Thin hair can be difficult. And the thing is, much like how one skincare product might work for your friend, but won't agree with your skin, the same goes for hair products and hair thickening advice. Different hair tips and tricks will have varying success among hair types and textures. For instance, I've watched friends create tumbling, voluminous waves using a hair straightener on their hair, but when I try to replicate it on my own hair, the curls will never hold (I personally find a hair wand or tong will give me long-lasting curls). Therefore, if you're looking for ways to make fine hair look fuller, it can pay to experiment with different techniques to see what works for your unique hair.
However, there are some thin hair principles that hairstylists all agree on for creating the illusion of thicker, bouncy hair. "The basic rules of hair volume is that hair sets in two ways," says Paul Percival, expert hairstylist and founder of Percy & Reed. "You can create volume with heat, taking it from hot back to cold, or from wet hair to dry. These are the two ways you can manipulate your hair,” he says. Essentially, your hair wash and how you style your hair—and let it cool— are the two biggest factors to remember when creating thicker hair.

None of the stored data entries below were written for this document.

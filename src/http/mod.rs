//! HTTP protocol layer module
//!
//! Response builders and cookie handling, independent of the views.

pub mod cookie;
pub mod response;

// Re-export commonly used items
pub use cookie::{find_cookie, SameSite, SetCookie};
pub use response::{
    build_400_response, build_413_response, build_error_response, build_html_response,
    build_redirect_response, build_text_response, escape_html,
};
//! Request context module
//!
//! Everything a handler sees is passed to it explicitly: the request, the
//! typed path parameters, the mutable session and the shared application state.

use http_body_util::Full;
use hyper::body::Bytes;
use hyper::header::{HeaderMap, HOST};
use hyper::{Method, Response, StatusCode};
use std::collections::BTreeMap;
use std::net::SocketAddr;

use super::error::HandlerError;
use crate::http;
use crate::session::Session;

/// Incoming request, fully buffered
#[derive(Debug, Clone)]
pub struct Request {
    pub method: Method,
    /// Raw path, still percent-encoded
    pub path: String,
    pub headers: HeaderMap,
    pub query: Vec<(String, String)>,
    pub body: Bytes,
    /// Value of the session cookie, if the client sent one
    pub session_token: Option<String>,
    pub remote_addr: Option<SocketAddr>,
}

impl Request {
    pub fn new(method: Method, path: impl Into<String>) -> Self {
        Self {
            method,
            path: path.into(),
            headers: HeaderMap::new(),
            query: Vec::new(),
            body: Bytes::new(),
            session_token: None,
            remote_addr: None,
        }
    }

    pub fn query_value(&self, name: &str) -> Option<&str> {
        self.query
            .iter()
            .find(|(key, _)| key == name)
            .map(|(_, value)| value.as_str())
    }

    pub fn header(&self, name: &str) -> Option<&str> {
        self.headers.get(name).and_then(|v| v.to_str().ok())
    }

    pub fn host(&self) -> Option<&str> {
        self.headers.get(HOST).and_then(|v| v.to_str().ok())
    }

    /// Decode an `application/x-www-form-urlencoded` body
    pub fn form_pairs(&self) -> Vec<(String, String)> {
        url::form_urlencoded::parse(&self.body).into_owned().collect()
    }
}

/// A coerced path parameter
#[derive(Debug, Clone, PartialEq)]
pub enum ParamValue {
    Int(i64),
    Float(f64),
    String(String),
}

/// Path parameters in pattern order
#[derive(Debug, Clone, Default)]
pub struct Params {
    values: Vec<(String, ParamValue)>,
}

impl Params {
    pub(super) fn push(&mut self, name: String, value: ParamValue) {
        self.values.push((name, value));
    }

    pub fn get(&self, name: &str) -> Option<&ParamValue> {
        self.values
            .iter()
            .find(|(key, _)| key == name)
            .map(|(_, value)| value)
    }

    pub fn int(&self, name: &str) -> Option<i64> {
        match self.get(name)? {
            ParamValue::Int(v) => Some(*v),
            _ => None,
        }
    }

    #[allow(dead_code)]
    pub fn float(&self, name: &str) -> Option<f64> {
        match self.get(name)? {
            ParamValue::Float(v) => Some(*v),
            _ => None,
        }
    }

    pub fn string(&self, name: &str) -> Option<&str> {
        match self.get(name)? {
            ParamValue::String(v) => Some(v),
            _ => None,
        }
    }

    /// Like [`Params::int`], but a missing parameter is a handler fault
    pub fn require_int(&self, name: &str) -> Result<i64, HandlerError> {
        self.int(name)
            .ok_or_else(|| HandlerError::Fault(format!("missing int path parameter '{name}'")))
    }

    /// Like [`Params::string`], but a missing parameter is a handler fault
    pub fn require_string(&self, name: &str) -> Result<&str, HandlerError> {
        self.string(name)
            .ok_or_else(|| HandlerError::Fault(format!("missing string path parameter '{name}'")))
    }

    #[allow(dead_code)] // Used in tests
    pub fn iter(&self) -> impl Iterator<Item = (&str, &ParamValue)> {
        self.values.iter().map(|(k, v)| (k.as_str(), v))
    }
}

/// Per-request context handed to every handler
pub struct RequestContext<'a, S> {
    pub request: &'a Request,
    pub params: Params,
    pub session: &'a mut Session,
    pub app: &'a S,
    /// Scratch values that live for one request only
    pub locals: BTreeMap<String, String>,
}

/// Successful handler output
#[derive(Debug)]
pub enum Reply {
    /// HTML body with a status code
    Body { body: String, status: StatusCode },
    /// Fully built response, headers included
    Response(Response<Full<Bytes>>),
}

impl Reply {
    pub fn into_response(self) -> Response<Full<Bytes>> {
        match self {
            Self::Body { body, status } => http::build_html_response(body, status),
            Self::Response(response) => response,
        }
    }
}

impl From<(String, StatusCode)> for Reply {
    fn from((body, status): (String, StatusCode)) -> Self {
        Self::Body { body, status }
    }
}

impl From<(&str, StatusCode)> for Reply {
    fn from((body, status): (&str, StatusCode)) -> Self {
        Self::Body {
            body: body.to_string(),
            status,
        }
    }
}

impl From<Response<Full<Bytes>>> for Reply {
    fn from(response: Response<Full<Bytes>>) -> Self {
        Self::Response(response)
    }
}

#[cfg(test)]
mod tests {
    use super::*;
    use hyper::header::HeaderValue;

    #[test]
    fn test_query_and_headers() {
        let mut req = Request::new(Method::GET, "/global_variables");
        req.query = vec![("page".to_string(), "2".to_string())];
        req.headers
            .insert("host", HeaderValue::from_static("localhost:5000"));
        req.headers
            .insert("x-trace", HeaderValue::from_static("abc"));

        assert_eq!(req.query_value("page"), Some("2"));
        assert_eq!(req.query_value("missing"), None);
        assert_eq!(req.host(), Some("localhost:5000"));
        // Header names are case-insensitive
        assert_eq!(req.header("X-Trace"), Some("abc"));
    }

    #[test]
    fn test_form_pairs() {
        let mut req = Request::new(Method::POST, "/usersession");
        req.body = Bytes::from_static(b"name=Ana+Maria&email=a%40b.io");
        let pairs = req.form_pairs();
        assert_eq!(pairs[0], ("name".to_string(), "Ana Maria".to_string()));
        assert_eq!(pairs[1], ("email".to_string(), "a@b.io".to_string()));
    }

    #[test]
    fn test_params_accessors() {
        let mut params = Params::default();
        params.push("year".into(), ParamValue::Int(2024));
        params.push("name".into(), ParamValue::String("Alice".into()));

        assert_eq!(params.int("year"), Some(2024));
        assert_eq!(params.string("year"), None);
        assert_eq!(params.require_string("name").unwrap(), "Alice");
        assert!(params.require_int("name").is_err());
        assert_eq!(params.iter().count(), 2);
    }

    #[test]
    fn test_pair_reply_becomes_html_response() {
        let reply: Reply = ("<h1>OK</h1>", StatusCode::OK).into();
        let response = reply.into_response();
        assert_eq!(response.status(), StatusCode::OK);
        assert_eq!(
            response.headers()["content-type"],
            "text/html; charset=utf-8"
        );
    }
}
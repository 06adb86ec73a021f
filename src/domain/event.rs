use serde::Deserialize;

use crate::error::{AppError, AppResult};

#[derive(Debug, Clone, Default, PartialEq, Eq, Deserialize)]
pub struct Repository {
    #[serde(default)]
    pub full_name: String,
    #[serde(default)]
    pub name: String,
}

/// The parts of an issue webhook delivery the relay acts on.
#[derive(Debug, Clone, PartialEq, Eq)]
pub enum IssueEvent {
    Labeled {
        number: u64,
        repository: Repository,
        label: String,
    },
    Closed {
        number: u64,
        repository: Repository,
    },
    Ignored {
        action: String,
    },
}

#[derive(Deserialize)]
struct EventEnvelope {
    #[serde(default)]
    action: Option<String>,
    #[serde(default)]
    issue: Option<IssuePayload>,
    #[serde(default)]
    repository: Option<Repository>,
    #[serde(default)]
    label: Option<LabelPayload>,
}

#[derive(Deserialize)]
struct IssuePayload {
    #[serde(default)]
    number: Option<u64>,
}

#[derive(Deserialize)]
struct LabelPayload {
    #[serde(default)]
    name: Option<String>,
}

impl EventEnvelope {
    fn issue_number(&self) -> AppResult<u64> {
        self.issue
            .as_ref()
            .and_then(|issue| issue.number)
            .ok_or_else(|| AppError::InvalidPayload("missing issue.number".to_string()))
    }
}

impl IssueEvent {
    pub fn from_slice(body: &[u8]) -> AppResult<Self> {
        let envelope: EventEnvelope = serde_json::from_slice(body)
            .map_err(|err| AppError::InvalidPayload(err.to_string()))?;
        let action = envelope.action.as_deref().unwrap_or_default();

        match action {
            "labeled" => Ok(Self::Labeled {
                number: envelope.issue_number()?,
                label: envelope
                    .label
                    .and_then(|label| label.name)
                    .unwrap_or_default(),
                repository: envelope.repository.unwrap_or_default(),
            }),
            "closed" => Ok(Self::Closed {
                number: envelope.issue_number()?,
                repository: envelope.repository.unwrap_or_default(),
            }),
            _ => Ok(Self::Ignored {
                action: action.to_string(),
            }),
        }
    }

    pub fn action(&self) -> &str {
        match self {
            Self::Labeled { .. } => "labeled",
            Self::Closed { .. } => "closed",
            Self::Ignored { action } => action,
        }
    }
}
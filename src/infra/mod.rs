pub mod freshdesk;
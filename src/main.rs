mod cmd;
mod config;
mod context;
mod domain;
mod error;
mod infra;
mod server;
mod services;
#[cfg(test)]
mod test_support;
mod workflow;

use std::path::{Path, PathBuf};
use std::sync::Arc;

use clap::{Args, Parser, Subcommand};
use tracing::warn;

use crate::cmd::config::{self as config_cmd, ConfigArgs};
use crate::cmd::serve::{self, ServeCommandArgs};
use crate::cmd::ticket::{self, TicketCommandArgs};
use crate::config::{Settings, resolve_config_path};
use crate::context::AppContext;
use crate::error::AppResult;
use crate::infra::freshdesk::FreshdeskClient;

#[derive(Parser)]
#[command(
    name = "deskhook",
    author,
    version,
    about = "Relays issue tracker webhooks to Freshdesk tickets"
)]
struct Cli {
    /// YAML settings file merged over the FRESHDESK_* environment variables
    /// [default: config.yml beside the executable, else in the working directory]
    #[arg(short, long, global = true)]
    config: Option<PathBuf>,
    #[command(subcommand)]
    command: Commands,
}

#[derive(Subcommand)]
enum Commands {
    /// Listen for issue webhooks and forward them to the helpdesk.
    Serve(ServeArgs),
    /// List the helpdesk tickets linked to an issue.
    Ticket(TicketArgs),
    /// Inspect the resolved configuration.
    Config(ConfigArgs),
}

#[derive(Args)]
struct ServeArgs {
    /// Address to listen on.
    #[arg(long, env = "DESKHOOK_BIND", default_value = "0.0.0.0:4567")]
    bind: String,
}

#[derive(Args)]
struct TicketArgs {
    /// Repository full name, e.g. `org/app`.
    #[arg(long)]
    repo: String,
    /// Repository short name; defaults to the last segment of --repo.
    #[arg(long)]
    name: Option<String>,
    /// Issue number to look up.
    #[arg(long)]
    issue: u64,
}

#[tokio::main]
async fn main() {
    init_tracing();

    if let Err(error) = run().await {
        eprintln!("Error: {error}");
        std::process::exit(1);
    }
}

fn init_tracing() {
    use tracing_subscriber::{EnvFilter, fmt, layer::SubscriberExt, util::SubscriberInitExt};

    let filter = EnvFilter::try_from_default_env()
        .unwrap_or_else(|_| EnvFilter::new("info,deskhook=debug,tower_http=info"));

    tracing_subscriber::registry()
        .with(filter)
        .with(fmt::layer().with_target(true).with_writer(std::io::stderr))
        .init();
}

async fn run() -> AppResult<()> {
    let cli = Cli::parse();
    let config_path = resolve_config_path(cli.config);

    match cli.command {
        Commands::Config(args) => config_cmd::run(args.command, &config_path),
        Commands::Serve(args) => {
            let context = build_context(&config_path)?;
            serve::run(context, ServeCommandArgs { bind: args.bind }).await
        }
        Commands::Ticket(args) => run_ticket(&config_path, args).await,
    }
}

fn build_context(config_path: &Path) -> AppResult<AppContext> {
    let settings = Settings::load(config_path)?;

    if settings.freshdesk_key.is_none() {
        warn!("Freshdesk API key not configured; helpdesk calls will fail");
    }
    if settings.freshdesk_domain.is_none() && settings.helpdesk_base_url.is_none() {
        warn!("Freshdesk domain not configured; helpdesk calls will fail");
    }
    if settings.freshdesk_custom_field.is_none() && settings.repositories.is_none() {
        warn!("no custom field configured; no ticket will ever match an issue");
    }

    let settings = Arc::new(settings);
    let helpdesk = Arc::new(FreshdeskClient::new(settings.clone())?);
    Ok(AppContext::new(settings, helpdesk))
}

async fn run_ticket(config_path: &Path, args: TicketArgs) -> AppResult<()> {
    let context = build_context(config_path)?;

    let outcome = ticket::run(
        &context,
        TicketCommandArgs {
            repo: args.repo.clone(),
            name: args.name,
            issue: args.issue,
        },
    )
    .await?;

    let field = outcome.field_name.as_deref().unwrap_or("<none>");
    if outcome.tickets.is_empty() {
        println!(
            "No tickets reference {}#{} (field {field}).",
            args.repo, args.issue
        );
        return Ok(());
    }

    println!(
        "{} ticket(s) reference {}#{} (field {field}):",
        outcome.tickets.len(),
        args.repo,
        args.issue
    );
    for located in &outcome.tickets {
        let subject = located.ticket.subject.as_deref().unwrap_or("<no subject>");
        println!("  #{} {subject}", located.display_id);
    }

    Ok(())
}
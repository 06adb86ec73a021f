use std::path::Path;

use clap::{Args, Subcommand};

use crate::config::Settings;
use crate::error::AppResult;

#[derive(Args, Debug, Clone)]
pub struct ConfigArgs {
    #[command(subcommand)]
    pub command: ConfigCommand,
}

#[derive(Subcommand, Debug, Clone)]
pub enum ConfigCommand {
    /// Show the resolved settings (API key masked).
    Show,
}

pub fn run(command: ConfigCommand, config_path: &Path) -> AppResult<()> {
    match command {
        ConfigCommand::Show => run_show(config_path),
    }
}

fn run_show(config_path: &Path) -> AppResult<()> {
    let settings = Settings::load(config_path)?;
    print!("{}", render_settings(&settings, config_path));
    Ok(())
}

fn render_settings(settings: &Settings, config_path: &Path) -> String {
    let mut lines = vec![
        format!(
            "Configuration file: {}{}",
            config_path.display(),
            if config_path.exists() { "" } else { " (not present)" }
        ),
        format!("Freshdesk domain: {}", display_value(&settings.freshdesk_domain)),
        format!("Freshdesk API key: {}", mask_secret(&settings.freshdesk_key)),
        format!(
            "Default custom field: {}",
            display_value(&settings.freshdesk_custom_field)
        ),
        format!(
            "Helpdesk base URL: {}",
            settings
                .helpdesk_base_url()
                .unwrap_or_else(|_| "<not set>".to_string())
        ),
    ];

    match &settings.repositories {
        Some(repositories) if !repositories.is_empty() => {
            lines.push("Repository fields:".to_string());
            let mut entries: Vec<_> = repositories.iter().collect();
            entries.sort();
            for (repo, field) in entries {
                lines.push(format!("  {repo} -> {field}"));
            }
        }
        _ => lines.push("Repository fields: <none>".to_string()),
    }

    let mut rendered = lines.join("\n");
    rendered.push('\n');
    rendered
}

fn display_value(value: &Option<String>) -> String {
    value
        .as_deref()
        .filter(|v| !v.is_empty())
        .map(|v| v.to_string())
        .unwrap_or_else(|| "<not set>".to_string())
}

fn mask_secret(value: &Option<String>) -> String {
    match value {
        Some(token) if token.len() > 6 && token.is_ascii() => {
            let prefix = &token[..3];
            let suffix = &token[token.len() - 3..];
            format!("{prefix}***{suffix}")
        }
        Some(token) if !token.is_empty() => "***".to_string(),
        _ => "<not set>".to_string(),
    }
}
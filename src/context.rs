use std::sync::Arc;

use crate::config::Settings;
use crate::services::HelpdeskApi;

#[derive(Clone)]
pub struct AppContext {
    pub settings: Arc<Settings>,
    pub helpdesk: Arc<dyn HelpdeskApi>,
}

impl AppContext {
    pub fn new(settings: Arc<Settings>, helpdesk: Arc<dyn HelpdeskApi>) -> Self {
        Self { settings, helpdesk }
    }
}
use std::io;

use thiserror::Error;

#[derive(Debug, Error)]
pub enum AppError {
    #[error("configuration error: {0}")]
    Configuration(String),
    #[error("helpdesk responded with status {status} for {url}\n{body}")]
    HelpdeskStatus {
        status: String,
        url: String,
        body: String,
    },
    #[error("helpdesk request failed: {0}")]
    HelpdeskTransport(String),
    #[error("unexpected helpdesk response: {0}")]
    HelpdeskResponse(String),
    #[error("failed to encode helpdesk request: {0}")]
    Encoding(#[from] serde_json::Error),
    #[error("invalid webhook payload: {0}")]
    InvalidPayload(String),
    #[error(transparent)]
    Io(#[from] io::Error),
}

pub type AppResult<T> = Result<T, AppError>;
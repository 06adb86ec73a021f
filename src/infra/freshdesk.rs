use std::sync::Arc;

use async_trait::async_trait;
use base64::prelude::{BASE64_STANDARD, Engine as _};
use reqwest::{
    Client,
    header::{AUTHORIZATION, CONTENT_TYPE},
};
use serde_json::Value;
use tracing::debug;

use crate::config::Settings;
use crate::error::{AppError, AppResult};
use crate::services::{ApiCall, CallMethod, HelpdeskApi};

/// Freshdesk accepts the API key as the basic-auth user with a dummy password.
const API_KEY_PASSWORD: &str = "X";

pub struct FreshdeskClient {
    http: Client,
    settings: Arc<Settings>,
}

impl FreshdeskClient {
    pub fn new(settings: Arc<Settings>) -> AppResult<Self> {
        let http = Client::builder()
            .https_only(!settings.uses_custom_base_url())
            .build()
            .map_err(|err| {
                AppError::Configuration(format!("failed to build helpdesk HTTP client: {err}"))
            })?;
        Ok(Self { http, settings })
    }

    fn api_details(&self) -> AppResult<(String, &str)> {
        let base_url = self.settings.helpdesk_base_url()?;
        let key = self
            .settings
            .freshdesk_key
            .as_deref()
            .ok_or_else(|| AppError::Configuration("Freshdesk API key not configured".to_string()))?;
        Ok((base_url, key))
    }

    fn auth_header(key: &str) -> String {
        let credentials = format!("{key}:{API_KEY_PASSWORD}");
        let encoded = BASE64_STANDARD.encode(credentials);
        format!("Basic {encoded}")
    }

    fn request_url(base_url: &str, call: &ApiCall) -> String {
        format!(
            "{}/helpdesk/{}?{}",
            base_url.trim_end_matches('/'),
            call.action,
            call.query_string()
        )
    }
}

#[async_trait]
impl HelpdeskApi for FreshdeskClient {
    async fn call(&self, call: ApiCall) -> AppResult<Value> {
        let (base_url, key) = self.api_details()?;
        let url = Self::request_url(&base_url, &call);
        let method = call.method();
        debug!(?method, action = %call.action, "calling helpdesk");

        let request = match method {
            CallMethod::Get => self.http.get(&url),
            CallMethod::Post => self.http.post(&url),
            CallMethod::Put => self.http.put(&url),
        }
        .header(AUTHORIZATION, Self::auth_header(key))
        .header(CONTENT_TYPE, "application/json");
        let request = match call.body {
            Some(body) => request.body(body),
            None => request,
        };

        let response = request
            .send()
            .await
            .map_err(|err| AppError::HelpdeskTransport(format!("failed to call {url}: {err}")))?;

        let status = response.status();
        let body = response
            .text()
            .await
            .unwrap_or_else(|_| "<unable to read response>".to_string());

        // Only a literal 200 counts; 201 and 204 are failures for this API.
        if status.as_str() != "200" {
            return Err(AppError::HelpdeskStatus {
                status: status.as_str().to_string(),
                url,
                body,
            });
        }

        serde_json::from_str(&body).map_err(|err| {
            AppError::HelpdeskResponse(format!("failed to parse response from {url}: {err}"))
        })
    }
}
pub mod event;
pub mod ticket;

However, after chatting with a lot of expert hairstylists, I've learnt that there are many easy yet effective ways you can create more volume in your hair. They don't require any hair skills and many of them are easily incorporated into your current hair routine. However, there are also some thin hair mistakes you should try to avoid so you can get the best out of your hair wash and styling. Ahead, these top hairstylists share what not to do with thin hair and share the ways you can boost thin, fine hair for more volumised lengths.
Mistake #1: Using The Wrong Shampoo & Conditioner
If your hair feels weighed down, a simple solution may be switching your current shampoo and conditioner for something more suitable for fine hair. "Good volume starts in the shower," says Percival. "You need to make sure you are using the right shampoo, and in particular, the right conditioner that's not heavy. If you use something that weighs the hair down you've got an uphill battle from the start," he says. He explains that many conditioners and hair masks created for dehydrated or flyaway-prone hair contain heavy ingredients that coat the hair, which can leave hair looking flatland weighed down. "Percy & Reed's Turn Up The Volume Volumnising Shampoo and Conditioner has a gel formulation and is very lightweight, meaning it still looks after hair whilst allowing volume to be created," says Percival. On shampoo packaging, look for key words such a 'volumising' or 'clarifying' to get the best results.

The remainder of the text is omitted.